## REQUIREMENT
An exact repetition of all the entries that follow is required.

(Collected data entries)
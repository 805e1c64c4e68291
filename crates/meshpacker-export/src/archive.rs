//! Store-only archive writing

use std::collections::BTreeSet;
use std::fs::{self, File};
use std::io;
use std::path::{Path, PathBuf};

use meshpacker_core::{Error, Result};
use tracing::{debug, trace, warn};
use zip::write::FileOptions;
use zip::{CompressionMethod, ZipWriter};

/// Writes files into a new archive without compression.
///
/// Entry names are unique; adding a name twice keeps the first file.
pub struct ArchiveWriter {
    path: PathBuf,
    zip: ZipWriter<File>,
    entries: Vec<String>,
    names: BTreeSet<String>,
}

impl ArchiveWriter {
    /// Create (or truncate) the archive at `path`, creating parent directories
    pub fn create(path: impl Into<PathBuf>) -> Result<Self> {
        let path = path.into();
        if let Some(parent) = path.parent().filter(|p| !p.as_os_str().is_empty()) {
            fs::create_dir_all(parent)?;
        }
        let file = File::create(&path).map_err(|e| Error::ArchiveWrite {
            path: path.clone(),
            message: e.to_string(),
        })?;
        debug!(archive = %path.display(), "Created archive");

        Ok(Self {
            path,
            zip: ZipWriter::new(file),
            entries: Vec::new(),
            names: BTreeSet::new(),
        })
    }

    /// Entry names written so far, in order
    pub fn entries(&self) -> &[String] {
        &self.entries
    }

    /// Copy `source` into the archive as `entry`.
    ///
    /// Returns `false` when an entry with that name already exists.
    pub fn add_file(&mut self, source: &Path, entry: &str) -> Result<bool> {
        if self.names.contains(entry) {
            warn!(
                archive = %self.path.display(),
                entry,
                source = %source.display(),
                "Skipping duplicate archive entry"
            );
            return Ok(false);
        }

        let mut input = File::open(source).map_err(|e| Error::missing_input(source, e))?;

        let options = FileOptions::default()
            .compression_method(CompressionMethod::Stored)
            .large_file(input.metadata().map(|m| m.len() >= u32::MAX as u64).unwrap_or(false));
        self.zip
            .start_file(entry, options)
            .map_err(|e| self.write_error(e))?;
        let bytes = io::copy(&mut input, &mut self.zip).map_err(|e| self.write_error(e))?;

        trace!(entry, bytes, "Added archive entry");
        self.names.insert(entry.to_string());
        self.entries.push(entry.to_string());
        Ok(true)
    }

    /// Write the central directory and close the archive
    pub fn finish(mut self) -> Result<Vec<String>> {
        self.zip.finish().map_err(|e| self.write_error(e))?;
        debug!(
            archive = %self.path.display(),
            entries = self.entries.len(),
            "Archive complete"
        );
        Ok(self.entries)
    }

    fn write_error(&self, err: impl std::fmt::Display) -> Error {
        Error::ArchiveWrite {
            path: self.path.clone(),
            message: err.to_string(),
        }
    }
}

## RESPONSE FOR THIS EXERCISE
repository 805e1c64c4e68291
filename crates/meshpacker-export/src/archive.rs
//! Store-only archive writing

use std::collections::BTreeSet;
use std::fs::{self, File};
use std::io;
use std::path::{Path, PathBuf};

use meshpacker_core::{Error, Result};
use tracing::{debug, trace, warn};
use zip::write::FileOptions;
use zip::{CompressionMethod, ZipWriter};

/// Writes files into a new archive without compression.
///
/// Entry names are unique; adding a name twice keeps the first file.
pub struct ArchiveWriter {
    path: PathBuf,
    zip: ZipWriter<File>,
    entries: Vec<String>,
    names: BTreeSet<String>,
}

impl ArchiveWriter {
    /// Create (or truncate) the archive at `path`, creating parent directories
    pub fn create(path: impl Into<PathBuf>) -> Result<Self> {
        let path = path.into();
        if let Some(parent) = path.parent().filter(|p| !p.as_os_str().is_empty()) {
            fs::create_dir_all(parent)?;
        }
        let file = File::create(&path).map_err(|e| Error::ArchiveWrite {
            path: path.clone(),
            message: e.to_string(),
        })?;
        debug!(archive = %path.display(), "Created archive");

        Ok(Self {
            path,
            zip: ZipWriter::new(file),
            entries: Vec::new(),
            names: BTreeSet::new(),
        })
    }

    /// Entry names written so far, in order
    pub fn entries(&self) -> &[String] {
        &self.entries
    }

    /// Copy `source` into the archive as `entry`.
    ///
    /// Returns `false` when an entry with that name already exists.
    pub fn add_file(&mut self, source: &Path, entry: &str) -> Result<bool> {
        if self.names.contains(entry) {
            warn!(
                archive = %self.path.display(),
                entry,
                source = %source.display(),
                "Skipping duplicate archive entry"
            );
            return Ok(false);
        }

        let mut input = File::open(source).map_err(|e| Error::missing_input(source, e))?;

        let options = FileOptions::default()
            .compression_method(CompressionMethod::Stored)
            .large_file(input.metadata().map(|m| m.len() >= u32::MAX as u64).unwrap_or(false));
        self.zip
            .start_file(entry, options)
            .map_err(|e| self.write_error(e))?;
        let bytes = io::copy(&mut input, &mut self.zip).map_err(|e| self.write_error(e))?;

        trace!(entry, bytes, "Added archive entry");
        self.names.insert(entry.to_string());
        self.entries.push(entry.to_string());
        Ok(true)
    }

    /// Write the central directory and close the archive
    pub fn finish(mut self) -> Result<Vec<String>> {
        self.zip.finish().map_err(|e| self.write_error(e))?;
        debug!(
            archive = %self.path.display(),
            entries = self.entries.len(),
            "Archive complete"
        );
        Ok(self.entries)
    }

    fn write_error(&self, err: impl std::fmt::Display) -> Error {
        Error::ArchiveWrite {
            path: self.path.clone(),
            message: err.to_string(),
        }
    }
}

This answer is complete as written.